Later in 1992, the trio partnered up again to release Bass Shake, which reached number 59 in the charts. This was the start of a long-running partnership with King, and the duo later co-founded the Urban Takeover music label together.

In 1993, Finn appeared on the first ever DJ Mag list of "100 Best DJs in the world", receiving a full-page break-out article (compared to most other DJs, who just got a paragraph or two). At that time, DJ Mag described Finn as "a cult figure who can sell out the biggest nights just on the strength of the promise of their presence".

In 1996 Finn and King (as Urban Takeover) released the seminal track Bad Ass!, which quickly became a club staple and is regarded as a 'legendary jump-up anthem' and is still played in clubs today. Bad Ass! "featured on not only every top earning DJ’s sets during 1995. but has since graced many top 40 chart compilations". Bad Ass! has since received at least 10 re-pressings, and countless remixes, with the most recent re-release being in 2018. Bad Ass! was featured on BBC Radio 6 "Steve Lamacq's Drum and Bass World Cup".

The success of Bad Ass! led to Luniz releasing an Urban Takeover remix of I Got 5 on It as an official standalone release on Virgin Records in 1998, using an early dubplate version of the remix track as a B-Side.

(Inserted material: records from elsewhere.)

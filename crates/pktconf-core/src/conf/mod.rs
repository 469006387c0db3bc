//! The configuration object.
//!
//! A [`Conf`] pairs a class-level table of defaults ([`ConfClass`], shared by
//! every configuration built from it) with its own instance table.  Reads look
//! at the instance first and fall back to the class default; writes always
//! land on the instance.  Three attributes are intercepted instead of stored
//! plainly:
//!
//! - `prompt` and `color_theme` re-render the prompt on write;
//! - `logLevel` forwards the new threshold to the logging subsystem.
//!
//! ```
//! use pktconf_core::{Conf, SettingValue};
//!
//! let conf = Conf::new();
//! assert_eq!(conf.verb().unwrap(), 2);
//!
//! conf.set("verb", SettingValue::Int(0)).unwrap();
//! assert_eq!(conf.verb().unwrap(), 0);
//! ```

use std::cell::RefCell;
use std::collections::{BTreeMap, BTreeSet};
use std::fmt;
use std::rc::Rc;

use thiserror::Error;
use tracing::debug;

use crate::intercept::log_level::{
    LevelFilterSink, LogLevelControl, LogLevelError, LogSink, DEFAULT_LOG_LEVEL,
};
use crate::intercept::prompt::{ColorTheme, PromptSink, PromptSlot};
use crate::intercept::{AttributeStore, HookError, Interceptor};
use crate::registry::{CommandsList, FieldGroupRegistry, LayersList, NumericTypeRegistry};

pub mod commands;
pub mod data;
pub mod defaults;
pub mod gate;
pub mod value;

use defaults::ProgPath;
use value::{SettingValue, Shared};

/// Total width of one rendered settings line.
const DUMP_WIDTH: usize = 76;
/// Minimum width of the name column.
const NAME_WIDTH: usize = 10;

/// Errors returned by [`Conf`] reads and writes.
#[derive(Debug, Error, PartialEq)]
pub enum ConfError {
    #[error("no setting named `{0}`")]
    UnknownSetting(String),

    /// A typed accessor found a value of the wrong kind.
    #[error("setting `{name}` holds {found}, expected {expected}")]
    TypeMismatch {
        name: String,
        expected: &'static str,
        found: &'static str,
    },

    #[error(transparent)]
    Hook(#[from] HookError),

    #[error(transparent)]
    LogLevel(#[from] LogLevelError),
}

/// One entry of the class-level table.
#[derive(Debug)]
pub enum ClassAttr {
    /// Plain default, shadowed by any instance value of the same name.
    Value(SettingValue),
    /// Attribute whose writes run a hook.
    Intercepted(Interceptor<Conf, SettingValue>),
    /// The `logLevel` attribute.
    LogLevel(LogLevelControl),
}

/// Class-level state shared by sibling configurations.
pub struct ConfClass {
    attrs: BTreeMap<&'static str, ClassAttr>,
    log_sink: Rc<dyn LogSink>,
    prompt_sink: Rc<dyn PromptSink>,
}

impl ConfClass {
    fn new(log_sink: Rc<dyn LogSink>, prompt_sink: Rc<dyn PromptSink>) -> Self {
        Self {
            attrs: defaults::class_attrs(),
            log_sink,
            prompt_sink,
        }
    }

    /// Names declared at class level, sorted.
    pub fn names(&self) -> impl Iterator<Item = &'static str> + '_ {
        self.attrs.keys().copied()
    }
}

impl fmt::Debug for ConfClass {
    fn fmt(&self, f: &mut fmt::Formatter<'_>) -> fmt::Result {
        f.debug_struct("ConfClass")
            .field("attrs", &self.attrs.len())
            .finish_non_exhaustive()
    }
}

/// Builds a [`Conf`] wired to specific logging and prompt collaborators.
#[derive(Default)]
pub struct ConfBuilder {
    log_sink: Option<Rc<dyn LogSink>>,
    prompt_sink: Option<Rc<dyn PromptSink>>,
}

impl ConfBuilder {
    pub fn new() -> Self {
        Self::default()
    }

    /// Receives every `logLevel` write.  Defaults to a [`LevelFilterSink`].
    pub fn log_sink(mut self, sink: Rc<dyn LogSink>) -> Self {
        self.log_sink = Some(sink);
        self
    }

    /// Receives the re-rendered prompt.  Defaults to a [`PromptSlot`].
    pub fn prompt_sink(mut self, sink: Rc<dyn PromptSink>) -> Self {
        self.prompt_sink = Some(sink);
        self
    }

    /// Creates the configuration and applies the initial log level.
    ///
    /// # Errors
    ///
    /// Returns [`ConfError::LogLevel`] if the log sink rejects
    /// [`DEFAULT_LOG_LEVEL`].
    pub fn build(self) -> Result<Conf, ConfError> {
        let log_sink = self
            .log_sink
            .unwrap_or_else(|| Rc::new(LevelFilterSink::default()));
        let prompt_sink = self
            .prompt_sink
            .unwrap_or_else(|| Rc::new(PromptSlot::default()));
        let conf = Conf::from_class(Rc::new(ConfClass::new(log_sink, prompt_sink)));
        conf.set("logLevel", SettingValue::Int(DEFAULT_LOG_LEVEL))?;
        debug!(settings = conf.class.attrs.len(), "configuration built");
        Ok(conf)
    }
}

/// Expands to an accessor returning the shared container held by a setting.
macro_rules! shared_accessor {
    ($(#[$doc:meta])* $fn_name:ident, $setting:literal, $variant:ident, $ty:ty, $expected:literal) => {
        $(#[$doc])*
        pub fn $fn_name(&self) -> Result<Shared<$ty>, ConfError> {
            match self.get($setting)? {
                SettingValue::$variant(inner) => Ok(inner),
                other => Err(mismatch($setting, $expected, &other)),
            }
        }
    };
}

/// Runtime configuration of the toolkit.
///
/// Not thread-safe: shared containers are reference counted without locks.
pub struct Conf {
    class: Rc<ConfClass>,
    instance: RefCell<BTreeMap<String, SettingValue>>,
}

impl Conf {
    /// Configuration with the default collaborators and log level.
    ///
    /// Same as `ConfBuilder::new().build()`. The default sink is a
    /// [`LevelFilterSink`], which maps every integer level to a filter, so the
    /// build cannot fail.
    pub fn new() -> Self {
        match ConfBuilder::new().build() {
            Ok(conf) => conf,
            Err(e) => unreachable!("LevelFilterSink rejected the default level: {e}"),
        }
    }

    fn from_class(class: Rc<ConfClass>) -> Self {
        Self {
            class,
            instance: RefCell::new(BTreeMap::new()),
        }
    }

    /// A new configuration sharing this one's class table and collaborators,
    /// with an empty instance table.
    pub fn sibling(&self) -> Conf {
        Self::from_class(Rc::clone(&self.class))
    }

    pub fn class(&self) -> &ConfClass {
        &self.class
    }

    /// Reads setting `name`.
    ///
    /// # Errors
    ///
    /// Returns [`ConfError::UnknownSetting`] if `name` is neither declared at
    /// class level nor set on this instance.
    pub fn get(&self, name: &str) -> Result<SettingValue, ConfError> {
        match self.class.attrs.get(name) {
            Some(ClassAttr::Intercepted(interceptor)) => Ok(interceptor.get(self)),
            Some(ClassAttr::LogLevel(control)) => Ok(control.get(self).unwrap_or(SettingValue::None)),
            Some(ClassAttr::Value(default)) => {
                Ok(self.load(name).unwrap_or_else(|| default.clone()))
            }
            None => self
                .load(name)
                .ok_or_else(|| ConfError::UnknownSetting(name.to_string())),
        }
    }

    /// Writes setting `name`.  Names unknown to the class are accepted and
    /// live on this instance only.
    ///
    /// # Errors
    ///
    /// Intercepted attributes return their hook's error, `logLevel` returns
    /// the log sink's.
    pub fn set(&self, name: &str, value: SettingValue) -> Result<(), ConfError> {
        match self.class.attrs.get(name) {
            Some(ClassAttr::Intercepted(interceptor)) => interceptor.set(self, value)?,
            Some(ClassAttr::LogLevel(control)) => {
                control.set(self, self.class.log_sink.as_ref(), value)?
            }
            _ => self.store(name, value),
        }
        Ok(())
    }

    /// Replaces this configuration's instance table with a shallow copy of
    /// `other`'s.  Containers end up shared between the two.
    pub fn configure(&self, other: &Conf) {
        let copy = other.instance.borrow().clone();
        debug!(settings = copy.len(), "configuration copied");
        *self.instance.borrow_mut() = copy;
    }

    /// Every public setting, one `name = value` line each, sorted by name.
    pub fn dump(&self) -> String {
        let names: BTreeSet<String> = self
            .class
            .names()
            .map(str::to_string)
            .chain(self.instance.borrow().keys().cloned())
            .filter(|name| !name.starts_with('_'))
            .collect();
        let rows: Vec<(&str, String)> = names
            .iter()
            .map(|name| {
                let shown = self.get(name).map(|v| v.to_string()).unwrap_or_default();
                (name.as_str(), shown)
            })
            .collect();
        render_settings(rows)
    }

    pub fn log_sink(&self) -> &dyn LogSink {
        self.class.log_sink.as_ref()
    }

    pub fn prompt_sink(&self) -> &dyn PromptSink {
        self.class.prompt_sink.as_ref()
    }

    /// Verbosity of the toolkit's commands.
    pub fn verb(&self) -> Result<i64, ConfError> {
        let value = self.get("verb")?;
        value.as_int().ok_or_else(|| mismatch("verb", "int", &value))
    }

    /// Default capture interface, if one is chosen.
    pub fn iface(&self) -> Result<Option<String>, ConfError> {
        match self.get("iface")? {
            SettingValue::None => Ok(None),
            SettingValue::Str(name) => Ok(Some(name)),
            other => Err(mismatch("iface", "str", &other)),
        }
    }

    /// Unrendered prompt text.
    pub fn prompt(&self) -> Result<String, ConfError> {
        match self.get("prompt")? {
            SettingValue::Str(text) => Ok(text),
            other => Err(mismatch("prompt", "str", &other)),
        }
    }

    pub fn color_theme(&self) -> Result<Rc<dyn ColorTheme>, ConfError> {
        match self.get("color_theme")? {
            SettingValue::Theme(theme) => Ok(theme),
            other => Err(mismatch("color_theme", "theme", &other)),
        }
    }

    /// Raw stored log level, as last written.
    pub fn log_level(&self) -> SettingValue {
        self.get("logLevel").unwrap_or(SettingValue::None)
    }

    /// Whether the crypto backend is usable.
    pub fn crypto_valid(&self) -> bool {
        self.get("crypto_valid").map_or(false, |v| v.is_truthy())
    }

    shared_accessor!(
        /// Layers loaded by the dissectors.
        layers, "layers", Layers, LayersList, "layer list"
    );
    shared_accessor!(
        /// Interactive commands.
        commands, "commands", Commands, CommandsList, "command list"
    );
    shared_accessor!(
        /// Link-type to layer bindings.
        l2types, "l2types", NumericRegistry, NumericTypeRegistry, "numeric registry"
    );
    shared_accessor!(
        /// Ethertype to layer bindings.
        l3types, "l3types", NumericRegistry, NumericTypeRegistry, "numeric registry"
    );
    shared_accessor!(
        /// Fields whose values are resolved to names when shown.
        resolve, "resolve", FieldGroup, FieldGroupRegistry, "field group"
    );
    shared_accessor!(
        /// Fields never shown as enumeration names.
        noenum, "noenum", FieldGroup, FieldGroupRegistry, "field group"
    );
    shared_accessor!(
        /// Fields highlighted when shown.
        emph, "emph", FieldGroup, FieldGroupRegistry, "field group"
    );
    shared_accessor!(
        /// External program paths.
        prog, "prog", Prog, ProgPath, "program paths"
    );

    fn load(&self, key: &str) -> Option<SettingValue> {
        self.instance.borrow().get(key).cloned()
    }
}

fn mismatch(name: &str, expected: &'static str, found: &SettingValue) -> ConfError {
    ConfError::TypeMismatch {
        name: name.to_string(),
        expected,
        found: found.kind(),
    }
}

impl Default for Conf {
    fn default() -> Self {
        Self::new()
    }
}

impl AttributeStore<SettingValue> for Conf {
    fn load(&self, key: &str) -> Option<SettingValue> {
        Conf::load(self, key)
    }

    fn store(&self, key: &str, value: SettingValue) {
        self.instance.borrow_mut().insert(key.to_string(), value);
    }
}

impl fmt::Debug for Conf {
    fn fmt(&self, f: &mut fmt::Formatter<'_>) -> fmt::Result {
        f.debug_struct("Conf")
            .field("class", &self.class)
            .field("instance", &self.instance.borrow())
            .finish()
    }
}

impl fmt::Display for Conf {
    fn fmt(&self, f: &mut fmt::Formatter<'_>) -> fmt::Result {
        f.write_str(&self.dump())
    }
}

/// Renders `(name, repr)` rows as `name = repr` lines.
///
/// Names are padded to ten columns.  Each repr has its whitespace collapsed
/// and is cut to fit a 76-column line, ending in `...` when cut.
pub fn render_settings<'a, I>(rows: I) -> String
where
    I: IntoIterator<Item = (&'a str, String)>,
{
    rows.into_iter()
        .map(|(name, repr)| {
            let collapsed = repr.split_whitespace().collect::<Vec<_>>().join(" ");
            let budget = DUMP_WIDTH.saturating_sub(name.chars().count().max(NAME_WIDTH));
            let shown = if collapsed.chars().count() > budget {
                let kept: String = collapsed.chars().take(budget.saturating_sub(3)).collect();
                format!("{kept}...")
            } else {
                collapsed
            };
            format!("{:<width$} = {}", name, shown, width = NAME_WIDTH)
        })
        .collect::<Vec<_>>()
        .join("\n")
}
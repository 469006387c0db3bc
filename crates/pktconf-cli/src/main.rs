//! `pktconf` entry point.
//!
//! Loads the settings overlay, installs the logging subsystem, builds the
//! configuration and runs one command against it.
//!
//! # Architecture
//!
//! ```text
//! main()
//!  └─ load config file       -- [cli] and [settings] sections
//!  └─ init_logging()         -- EnvFilter + reloadable threshold
//!  └─ ConfBuilder::build()   -- wired to ReloadLogSink and a PromptSlot
//!       ├─ builtin commands  (conf, get, layers, lsc, set)
//!       ├─ builtin layers    (unless --no-builtin-layers)
//!       └─ apply_settings()
//!  └─ run_command()          -- output on stdout
//! ```

use std::io;
use std::path::PathBuf;
use std::rc::Rc;

use anyhow::Context;
use clap::Parser;
use tracing::{debug, info};

use pktconf_cli::application::apply_settings::apply_settings;
use pktconf_cli::infrastructure::logging::{init_logging, ReloadLogSink};
use pktconf_cli::infrastructure::storage::config::{
    load_config, load_config_from, CliConfig, ConfigError,
};
use pktconf_core::{
    register_builtin_commands, register_builtin_layers, run_command, ConfBuilder, PromptSlot,
};

/// Inspect and change the packet toolkit configuration.
#[derive(Debug, Parser)]
#[command(name = "pktconf", version, about)]
struct Cli {
    /// Settings file to load instead of the platform default.
    #[arg(short, long, value_name = "PATH")]
    config: Option<PathBuf>,

    /// Start with empty layer registries.
    #[arg(long)]
    no_builtin_layers: bool,

    /// Command to run (see `lsc`).
    #[arg(default_value = "conf")]
    command: String,

    /// Arguments passed to the command.
    #[arg(trailing_var_arg = true, allow_hyphen_values = true)]
    args: Vec<String>,
}

fn load(cli: &Cli) -> Result<CliConfig, ConfigError> {
    match &cli.config {
        Some(path) => load_config_from(path),
        None => match load_config() {
            Err(ConfigError::NoPlatformConfigDir) => Ok(CliConfig::default()),
            other => other,
        },
    }
}

fn main() -> anyhow::Result<()> {
    let cli = Cli::parse();
    let config = load(&cli).context("loading settings file")?;

    let threshold = init_logging(&config.cli.log_filter)?;
    info!(command = %cli.command, "pktconf starting");

    let conf = ConfBuilder::new()
        .log_sink(Rc::new(ReloadLogSink::new(threshold)))
        .prompt_sink(Rc::new(PromptSlot::default()))
        .build()?;
    register_builtin_commands(&conf)?;
    if !cli.no_builtin_layers {
        register_builtin_layers(&conf)?;
    }
    let applied = apply_settings(&conf, &config.settings).context("applying [settings]")?;
    debug!(applied, "configuration ready");

    let mut out = io::stdout().lock();
    run_command(&conf, &cli.command, &cli.args, &mut out)
        .with_context(|| format!("running `{}`", cli.command))?;
    Ok(())
}
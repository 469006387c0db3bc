//! The variant type every setting holds.

use std::cell::RefCell;
use std::collections::BTreeMap;
use std::fmt;
use std::rc::Rc;

use crate::conf::defaults::ProgPath;
use crate::domain::layer::LayerType;
use crate::intercept::prompt::ColorTheme;
use crate::registry::{CommandsList, FieldGroupRegistry, LayersList, NumericTypeRegistry};

/// A container shared by every configuration that references it.
pub type Shared<T> = Rc<RefCell<T>>;

/// Wraps `value` for shared, mutable access.
pub fn shared<T>(value: T) -> Shared<T> {
    Rc::new(RefCell::new(value))
}

/// Value of one setting.
///
/// Cloning is shallow: the registry variants clone the `Rc`, so clones observe
/// each other's mutations.
#[derive(Debug, Clone)]
pub enum SettingValue {
    None,
    Bool(bool),
    Int(i64),
    Str(String),
    List(Vec<SettingValue>),
    Map(BTreeMap<String, SettingValue>),
    /// Number-to-name table (ethertypes, protocol numbers, ports).
    Table(BTreeMap<u32, String>),
    Layer(LayerType),
    NumericRegistry(Shared<NumericTypeRegistry>),
    FieldGroup(Shared<FieldGroupRegistry>),
    Layers(Shared<LayersList>),
    Commands(Shared<CommandsList>),
    Prog(Shared<ProgPath>),
    Theme(Rc<dyn ColorTheme>),
}

impl SettingValue {
    /// Short name of the variant, used in error messages.
    pub fn kind(&self) -> &'static str {
        match self {
            SettingValue::None => "none",
            SettingValue::Bool(_) => "bool",
            SettingValue::Int(_) => "int",
            SettingValue::Str(_) => "str",
            SettingValue::List(_) => "list",
            SettingValue::Map(_) => "map",
            SettingValue::Table(_) => "table",
            SettingValue::Layer(_) => "layer",
            SettingValue::NumericRegistry(_) => "numeric registry",
            SettingValue::FieldGroup(_) => "field group",
            SettingValue::Layers(_) => "layer list",
            SettingValue::Commands(_) => "command list",
            SettingValue::Prog(_) => "program paths",
            SettingValue::Theme(_) => "theme",
        }
    }

    /// Truthiness as the toolkit's option checks understand it: `None`, `false`,
    /// `0` and empty strings or collections are false.
    pub fn is_truthy(&self) -> bool {
        match self {
            SettingValue::None => false,
            SettingValue::Bool(b) => *b,
            SettingValue::Int(n) => *n != 0,
            SettingValue::Str(s) => !s.is_empty(),
            SettingValue::List(items) => !items.is_empty(),
            SettingValue::Map(map) => !map.is_empty(),
            SettingValue::Table(table) => !table.is_empty(),
            _ => true,
        }
    }

    pub fn is_none(&self) -> bool {
        matches!(self, SettingValue::None)
    }

    pub fn as_int(&self) -> Option<i64> {
        match self {
            SettingValue::Int(n) => Some(*n),
            SettingValue::Bool(b) => Some(i64::from(*b)),
            _ => None,
        }
    }

    pub fn as_str(&self) -> Option<&str> {
        match self {
            SettingValue::Str(s) => Some(s),
            _ => None,
        }
    }

    /// `true` for the variants that hold a shared container or a theme.
    pub fn is_container(&self) -> bool {
        matches!(
            self,
            SettingValue::NumericRegistry(_)
                | SettingValue::FieldGroup(_)
                | SettingValue::Layers(_)
                | SettingValue::Commands(_)
                | SettingValue::Prog(_)
                | SettingValue::Theme(_)
        )
    }

    /// Parses a literal typed at the command line.
    ///
    /// `None`, `True`/`False` and integers (decimal or `0x` hex) map to their
    /// variants; quoted text loses its quotes; anything else is a string.
    pub fn parse_literal(text: &str) -> SettingValue {
        let trimmed = text.trim();
        match trimmed {
            "None" => return SettingValue::None,
            "True" | "true" => return SettingValue::Bool(true),
            "False" | "false" => return SettingValue::Bool(false),
            _ => {}
        }
        if let Ok(n) = trimmed.parse::<i64>() {
            return SettingValue::Int(n);
        }
        if let Some(hex) = trimmed.strip_prefix("0x").or_else(|| trimmed.strip_prefix("0X")) {
            if let Ok(n) = i64::from_str_radix(hex, 16) {
                return SettingValue::Int(n);
            }
        }
        for quote in ['\'', '"'] {
            if trimmed.len() >= 2 && trimmed.starts_with(quote) && trimmed.ends_with(quote) {
                return SettingValue::Str(trimmed[1..trimmed.len() - 1].to_string());
            }
        }
        SettingValue::Str(text.to_string())
    }
}

impl PartialEq for SettingValue {
    fn eq(&self, other: &Self) -> bool {
        use SettingValue as V;
        match (self, other) {
            (V::None, V::None) => true,
            (V::Bool(a), V::Bool(b)) => a == b,
            (V::Int(a), V::Int(b)) => a == b,
            (V::Str(a), V::Str(b)) => a == b,
            (V::List(a), V::List(b)) => a == b,
            (V::Map(a), V::Map(b)) => a == b,
            (V::Table(a), V::Table(b)) => a == b,
            (V::Layer(a), V::Layer(b)) => a == b,
            (V::NumericRegistry(a), V::NumericRegistry(b)) => Rc::ptr_eq(a, b),
            (V::FieldGroup(a), V::FieldGroup(b)) => Rc::ptr_eq(a, b),
            (V::Layers(a), V::Layers(b)) => Rc::ptr_eq(a, b),
            (V::Commands(a), V::Commands(b)) => Rc::ptr_eq(a, b),
            (V::Prog(a), V::Prog(b)) => Rc::ptr_eq(a, b),
            (V::Theme(a), V::Theme(b)) => a.name() == b.name(),
            _ => false,
        }
    }
}

/// Renders `s` the way the toolkit's dumps quote strings.
fn quote(s: &str) -> String {
    if s.contains('\'') && !s.contains('"') {
        return format!("\"{s}\"");
    }
    let mut out = String::with_capacity(s.len() + 2);
    out.push('\'');
    for c in s.chars() {
        match c {
            '\\' => out.push_str("\\\\"),
            '\'' => out.push_str("\\'"),
            '\n' => out.push_str("\\n"),
            '\t' => out.push_str("\\t"),
            '\r' => out.push_str("\\r"),
            '\x1b' => out.push_str("\\x1b"),
            c => out.push(c),
        }
    }
    out.push('\'');
    out
}

/// `Display` is the value's repr, as shown by the configuration dump.
impl fmt::Display for SettingValue {
    fn fmt(&self, f: &mut fmt::Formatter<'_>) -> fmt::Result {
        match self {
            SettingValue::None => f.write_str("None"),
            SettingValue::Bool(true) => f.write_str("True"),
            SettingValue::Bool(false) => f.write_str("False"),
            SettingValue::Int(n) => write!(f, "{n}"),
            SettingValue::Str(s) => f.write_str(&quote(s)),
            SettingValue::List(items) => {
                let items: Vec<String> = items.iter().map(ToString::to_string).collect();
                write!(f, "[{}]", items.join(", "))
            }
            SettingValue::Map(map) => {
                let items: Vec<String> = map.iter().map(|(k, v)| format!("{}: {v}", quote(k))).collect();
                write!(f, "{{{}}}", items.join(", "))
            }
            SettingValue::Table(table) => {
                let items: Vec<String> = table.iter().map(|(k, v)| format!("{k}: {}", quote(v))).collect();
                write!(f, "{{{}}}", items.join(", "))
            }
            SettingValue::Layer(layer) => write!(f, "{layer}"),
            SettingValue::NumericRegistry(reg) => write!(f, "{}", reg.borrow()),
            SettingValue::FieldGroup(group) => write!(f, "{}", group.borrow()),
            SettingValue::Layers(layers) => write!(f, "{}", layers.borrow()),
            SettingValue::Commands(commands) => write!(f, "{}", commands.borrow()),
            SettingValue::Prog(prog) => write!(f, "{}", prog.borrow()),
            SettingValue::Theme(theme) => write!(f, "<{}>", theme.name()),
        }
    }
}

impl From<bool> for SettingValue {
    fn from(b: bool) -> Self {
        SettingValue::Bool(b)
    }
}

impl From<i64> for SettingValue {
    fn from(n: i64) -> Self {
        SettingValue::Int(n)
    }
}

impl From<i32> for SettingValue {
    fn from(n: i32) -> Self {
        SettingValue::Int(i64::from(n))
    }
}

impl From<&str> for SettingValue {
    fn from(s: &str) -> Self {
        SettingValue::Str(s.to_string())
    }
}

impl From<String> for SettingValue {
    fn from(s: String) -> Self {
        SettingValue::Str(s)
    }
}

impl From<LayerType> for SettingValue {
    fn from(layer: LayerType) -> Self {
        SettingValue::Layer(layer)
    }
}

impl<T: Into<SettingValue>> From<Option<T>> for SettingValue {
    fn from(value: Option<T>) -> Self {
        value.map_or(SettingValue::None, Into::into)
    }
}

#[cfg(test)]
mod tests {
    use super::*;
    use crate::domain::layer::builtin::TCP;

    #[test]
    fn test_scalars_render_like_the_toolkit_repr() {
        assert_eq!(SettingValue::None.to_string(), "None");
        assert_eq!(SettingValue::Bool(true).to_string(), "True");
        assert_eq!(SettingValue::Int(-3).to_string(), "-3");
        assert_eq!(SettingValue::from("eth0").to_string(), "'eth0'");
        assert_eq!(SettingValue::from("it's").to_string(), "\"it's\"");
    }

    #[test]
    fn test_collections_render_items_with_repr() {
        let list = SettingValue::List(vec![SettingValue::Int(1), "a".into(), SettingValue::None]);
        assert_eq!(list.to_string(), "[1, 'a', None]");

        let map = SettingValue::Map(BTreeMap::from([("k".to_string(), SettingValue::Bool(false))]));
        assert_eq!(map.to_string(), "{'k': False}");

        let table = SettingValue::Table(BTreeMap::from([(6, "tcp".to_string()), (17, "udp".to_string())]));
        assert_eq!(table.to_string(), "{6: 'tcp', 17: 'udp'}");
    }

    #[test]
    fn test_truthiness() {
        assert!(!SettingValue::None.is_truthy());
        assert!(!SettingValue::Int(0).is_truthy());
        assert!(SettingValue::Int(2).is_truthy());
        assert!(!SettingValue::from("").is_truthy());
        assert!(SettingValue::from(TCP).is_truthy());
        assert!(!SettingValue::List(Vec::new()).is_truthy());
    }

    #[test]
    fn test_shared_containers_compare_by_identity() {
        let a = shared(LayersList::new());
        let same = SettingValue::Layers(Rc::clone(&a));
        assert_eq!(SettingValue::Layers(a), same);
        assert_ne!(same, SettingValue::Layers(shared(LayersList::new())));
    }

    #[test]
    fn test_clone_shares_container_state() {
        let original = SettingValue::Layers(shared(LayersList::new()));
        let copy = original.clone();
        if let SettingValue::Layers(layers) = &original {
            layers.borrow_mut().register(TCP);
        }
        match copy {
            SettingValue::Layers(layers) => assert_eq!(layers.borrow().len(), 1),
            other => panic!("unexpected {other:?}"),
        }
    }

    #[test]
    fn test_parse_literal() {
        assert_eq!(SettingValue::parse_literal("None"), SettingValue::None);
        assert_eq!(SettingValue::parse_literal("True"), SettingValue::Bool(true));
        assert_eq!(SettingValue::parse_literal("3"), SettingValue::Int(3));
        assert_eq!(SettingValue::parse_literal("0x800"), SettingValue::Int(0x800));
        assert_eq!(SettingValue::parse_literal("'eth0'"), SettingValue::from("eth0"));
        assert_eq!(SettingValue::parse_literal("eth1"), SettingValue::from("eth1"));
    }

    #[test]
    fn test_option_converts_to_none_or_value() {
        assert_eq!(SettingValue::from(None::<&str>), SettingValue::None);
        assert_eq!(SettingValue::from(Some("wlan0")), SettingValue::from("wlan0"));
    }
}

In 2013, DJ Mag listed both Bad Ass, as well as the Urban Takeover remix of Blackstreet's No Diggity in their "100 Most Important Drum and Bass Tracks of All Time"

=== Other ventures ===
As of 2022, Finn also runs the Finn People music label, and is one of the co-founders of the Sunbeatz Drum and Bass festival in Ibiza, and the Heatwave festival in Mallorca.

== Personal life ==

Micky Finn has a daughter, and a son, Logan D, who is also a Jump Up Drum and Bass DJ.